*** DATA

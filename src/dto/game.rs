use serde::{Deserialize, Serialize};
use time::OffsetDateTime;
use utoipa::ToSchema;
use uuid::Uuid;
use validator::Validate;

use crate::{
    dao::models::{Coordinates, GameEntity, GameStatus},
    dto::{profile::ProfileSummary, validation::validate_not_blank},
    services::listing::Partition,
};

/// Registration control offered to the viewer of a game card.
#[derive(Debug, Clone, Copy, PartialEq, Eq, Serialize, ToSchema)]
#[serde(rename_all = "snake_case")]
pub enum RegistrationAction {
    /// Viewer may join.
    Register,
    /// Viewer is on the roster and may leave.
    Unregister,
    /// Roster reached capacity ("Game Full").
    Full,
    /// Game no longer accepts registrations.
    Closed,
}

impl RegistrationAction {
    /// Action available to `viewer`; anonymous viewers see the game as joinable or not.
    pub fn for_viewer(game: &GameEntity, viewer: Option<Uuid>) -> Self {
        if viewer.is_some_and(|user| game.is_registered(user)) {
            RegistrationAction::Unregister
        } else if game.status != GameStatus::Upcoming {
            RegistrationAction::Closed
        } else if game.is_full() {
            RegistrationAction::Full
        } else {
            RegistrationAction::Register
        }
    }
}

/// Game card projected for a specific viewer.
#[derive(Debug, Clone, Serialize, ToSchema)]
pub struct GameView {
    pub id: Uuid,
    pub creator_id: Uuid,
    pub title: String,
    pub sport: String,
    pub location: String,
    #[serde(skip_serializing_if = "Option::is_none")]
    pub coordinates: Option<Coordinates>,
    #[serde(with = "time::serde::rfc3339")]
    #[schema(value_type = String, format = DateTime)]
    pub scheduled_at: OffsetDateTime,
    pub max_players: u32,
    pub player_count: usize,
    pub registered_players: Vec<Uuid>,
    #[serde(skip_serializing_if = "Option::is_none")]
    pub description: Option<String>,
    pub status: GameStatus,
    #[serde(with = "time::serde::rfc3339")]
    #[schema(value_type = String, format = DateTime)]
    pub created_at: OffsetDateTime,
    pub is_creator: bool,
    pub is_registered: bool,
    /// Owner may still edit or cancel.
    pub can_edit: bool,
    pub registration: RegistrationAction,
}

impl GameView {
    /// Project `game` for `viewer` (`None` for anonymous callers).
    pub fn for_viewer(game: GameEntity, viewer: Option<Uuid>) -> Self {
        let is_creator = viewer.is_some_and(|user| game.is_owned_by(user));
        let is_registered = viewer.is_some_and(|user| game.is_registered(user));
        let registration = RegistrationAction::for_viewer(&game, viewer);
        Self {
            id: game.id,
            creator_id: game.creator_id,
            player_count: game.player_count(),
            can_edit: is_creator && game.status == GameStatus::Upcoming,
            title: game.title,
            sport: game.sport,
            location: game.location,
            coordinates: game.coordinates,
            scheduled_at: game.scheduled_at,
            max_players: game.max_players,
            registered_players: game.registered_players,
            description: game.description,
            status: game.status,
            created_at: game.created_at,
            is_creator,
            is_registered,
            registration,
        }
    }
}

/// Games split into the "Upcoming" and "Past" sections.
#[derive(Debug, Clone, Serialize, ToSchema)]
pub struct GameListing {
    /// Soonest first.
    pub upcoming: Vec<GameView>,
    /// Most recent first.
    pub past: Vec<GameView>,
}

impl GameListing {
    /// Project a partition for `viewer`.
    pub fn for_viewer(partition: Partition, viewer: Option<Uuid>) -> Self {
        let project = |games: Vec<GameEntity>| {
            games
                .into_iter()
                .map(|game| GameView::for_viewer(game, viewer))
                .collect()
        };
        Self {
            upcoming: project(partition.upcoming),
            past: project(partition.past),
        }
    }
}

/// Game with its host and roster profiles.
#[derive(Debug, Clone, Serialize, ToSchema)]
pub struct GameDetails {
    pub game: GameView,
    pub host: ProfileSummary,
    /// Roster in registration order.
    pub participants: Vec<ProfileSummary>,
}

/// Outcome of a join, leave or toggle.
#[derive(Debug, Clone, Serialize, ToSchema)]
pub struct RegistrationOutcome {
    /// Whether the caller is on the roster after the operation.
    pub registered: bool,
    pub game: GameView,
}

/// Payload used to schedule a new game.
#[derive(Debug, Clone, Deserialize, ToSchema, Validate)]
pub struct CreateGameRequest {
    #[validate(length(min = 1, max = 120), custom(function = "validate_not_blank"))]
    pub title: String,
    /// Must be one of the configured sports.
    pub sport: String,
    #[validate(length(min = 1, max = 200), custom(function = "validate_not_blank"))]
    pub location: String,
    #[serde(default)]
    pub coordinates: Option<Coordinates>,
    #[serde(with = "time::serde::rfc3339")]
    #[schema(value_type = String, format = DateTime)]
    pub scheduled_at: OffsetDateTime,
    #[validate(range(min = 2, max = 50))]
    pub max_players: u32,
    #[serde(default)]
    #[validate(length(max = 1000))]
    pub description: Option<String>,
}

/// Owner edit of an upcoming game. Omitted fields are left untouched.
#[derive(Debug, Clone, Default, Deserialize, ToSchema, Validate)]
pub struct UpdateGameRequest {
    #[validate(length(min = 1, max = 120), custom(function = "validate_not_blank"))]
    pub title: Option<String>,
    pub sport: Option<String>,
    #[validate(length(min = 1, max = 200), custom(function = "validate_not_blank"))]
    pub location: Option<String>,
    pub coordinates: Option<Coordinates>,
    #[serde(default, with = "time::serde::rfc3339::option")]
    #[schema(value_type = Option<String>, format = DateTime)]
    pub scheduled_at: Option<OffsetDateTime>,
    #[validate(range(min = 2, max = 50))]
    pub max_players: Option<u32>,
    #[validate(length(max = 1000))]
    pub description: Option<String>,
}

#[cfg(test)]
mod tests {
    use time::macros::datetime;

    use super::*;

    fn game(max_players: u32, roster: Vec<Uuid>, status: GameStatus) -> GameEntity {
        GameEntity {
            id: Uuid::new_v4(),
            creator_id: roster.first().copied().unwrap_or_else(Uuid::new_v4),
            title: "Sunday run".into(),
            sport: "Running".into(),
            location: "Austin".into(),
            coordinates: None,
            scheduled_at: datetime!(2026-11-01 09:00 UTC),
            max_players,
            registered_players: roster,
            description: None,
            status,
            created_at: datetime!(2026-10-01 09:00 UTC),
            version: 1,
        }
    }

    #[test]
    fn full_game_offers_no_registration_to_outsiders() {
        let host = Uuid::new_v4();
        let guest = Uuid::new_v4();
        let game = game(2, vec![host, guest], GameStatus::Upcoming);

        assert_eq!(
            RegistrationAction::for_viewer(&game, Some(Uuid::new_v4())),
            RegistrationAction::Full
        );
        assert_eq!(
            RegistrationAction::for_viewer(&game, Some(guest)),
            RegistrationAction::Unregister
        );
        assert_eq!(RegistrationAction::for_viewer(&game, None), RegistrationAction::Full);
    }

    #[test]
    fn only_the_owner_of_an_upcoming_game_can_edit() {
        let host = Uuid::new_v4();
        let view = GameView::for_viewer(game(10, vec![host], GameStatus::Upcoming), Some(host));
        assert!(view.is_creator && view.can_edit && view.is_registered);

        let view = GameView::for_viewer(game(10, vec![host], GameStatus::Completed), Some(host));
        assert!(view.is_creator && !view.can_edit);

        let view = GameView::for_viewer(game(10, vec![host], GameStatus::Upcoming), None);
        assert!(!view.is_creator && !view.can_edit);
        assert_eq!(view.registration, RegistrationAction::Register);
    }

    #[test]
    fn create_request_enforces_player_bounds_and_blank_titles() {
        let mut request = CreateGameRequest {
            title: "Pickup".into(),
            sport: "Basketball".into(),
            location: "Pune".into(),
            coordinates: None,
            scheduled_at: datetime!(2026-11-01 18:00 UTC),
            max_players: 1,
            description: None,
        };
        assert!(request.validate().is_err());

        request.max_players = 10;
        assert!(request.validate().is_ok());

        request.title = "   ".into();
        assert!(request.validate().is_err());
    }
}
use axum::Router;
use utoipa::OpenApi;
use utoipa_swagger_ui::SwaggerUi;

use crate::{services::documentation::ApiDoc, state::SharedState};

/// Where the raw OpenAPI document is served.
pub const OPENAPI_JSON_PATH: &str = "/api-doc/openapi.json";

/// Serve the Swagger UI at `/docs`, stamped with the running crate version.
pub fn router(state: SharedState) -> Router<SharedState> {
    let mut doc = ApiDoc::openapi();
    doc.info.title = "Arena Back".into();
    doc.info.version = env!("CARGO_PKG_VERSION").into();

    let ui: Router<SharedState> = SwaggerUi::new("/docs").url(OPENAPI_JSON_PATH, doc).into();
    ui.with_state(state)
}
use serde::{Deserialize, Serialize};
use utoipa::{IntoParams, ToSchema};

#[derive(Clone, Debug)]
/// Dispatched payload carried across SSE channels.
pub struct ServerEvent {
    pub event: Option<String>,
    pub data: String,
}

impl ServerEvent {
    /// Convenience wrapper that serialises `payload` into the SSE data field.
    pub fn json<E, T>(event: E, payload: &T) -> serde_json::Result<Self>
    where
        E: Into<Option<String>>,
        T: Serialize,
    {
        Ok(Self {
            event: event.into(),
            data: serde_json::to_string(payload)?,
        })
    }
}

#[derive(Debug, Serialize, ToSchema)]
/// First event sent to an SSE client when it connects.
pub struct Handshake {
    /// Identifier of the stream (`games`, `my-games` or `messages`).
    pub stream: String,
    /// Whether the backend is running without a storage backend connection.
    pub degraded: bool,
}

#[derive(Debug, Serialize, ToSchema)]
/// Sent when the backend enters or leaves degraded mode.
pub struct SystemStatus {
    pub degraded: bool,
}

/// Which games the listing stream covers.
#[derive(Debug, Clone, Copy, Default, PartialEq, Eq, Deserialize, ToSchema)]
#[serde(rename_all = "lowercase")]
pub enum StreamScope {
    #[default]
    All,
    /// Games the caller is registered for.
    Mine,
}

#[derive(Debug, Default, Deserialize, IntoParams)]
#[into_params(parameter_in = Query)]
pub struct GamesStreamQuery {
    #[serde(default)]
    pub scope: StreamScope,
    /// Session token, for EventSource clients that cannot set headers.
    pub access_token: Option<String>,
}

******

■ EXERCISE BRIEF
Each line in the listing above that includes "SwaggerUi" is to be copied.

■ RESULT FOR THIS EXERCISE
use utoipa_swagger_ui::SwaggerUi;
    let ui: Router<SharedState> = SwaggerUi::new("/docs").url(OPENAPI_JSON_PATH, doc).into();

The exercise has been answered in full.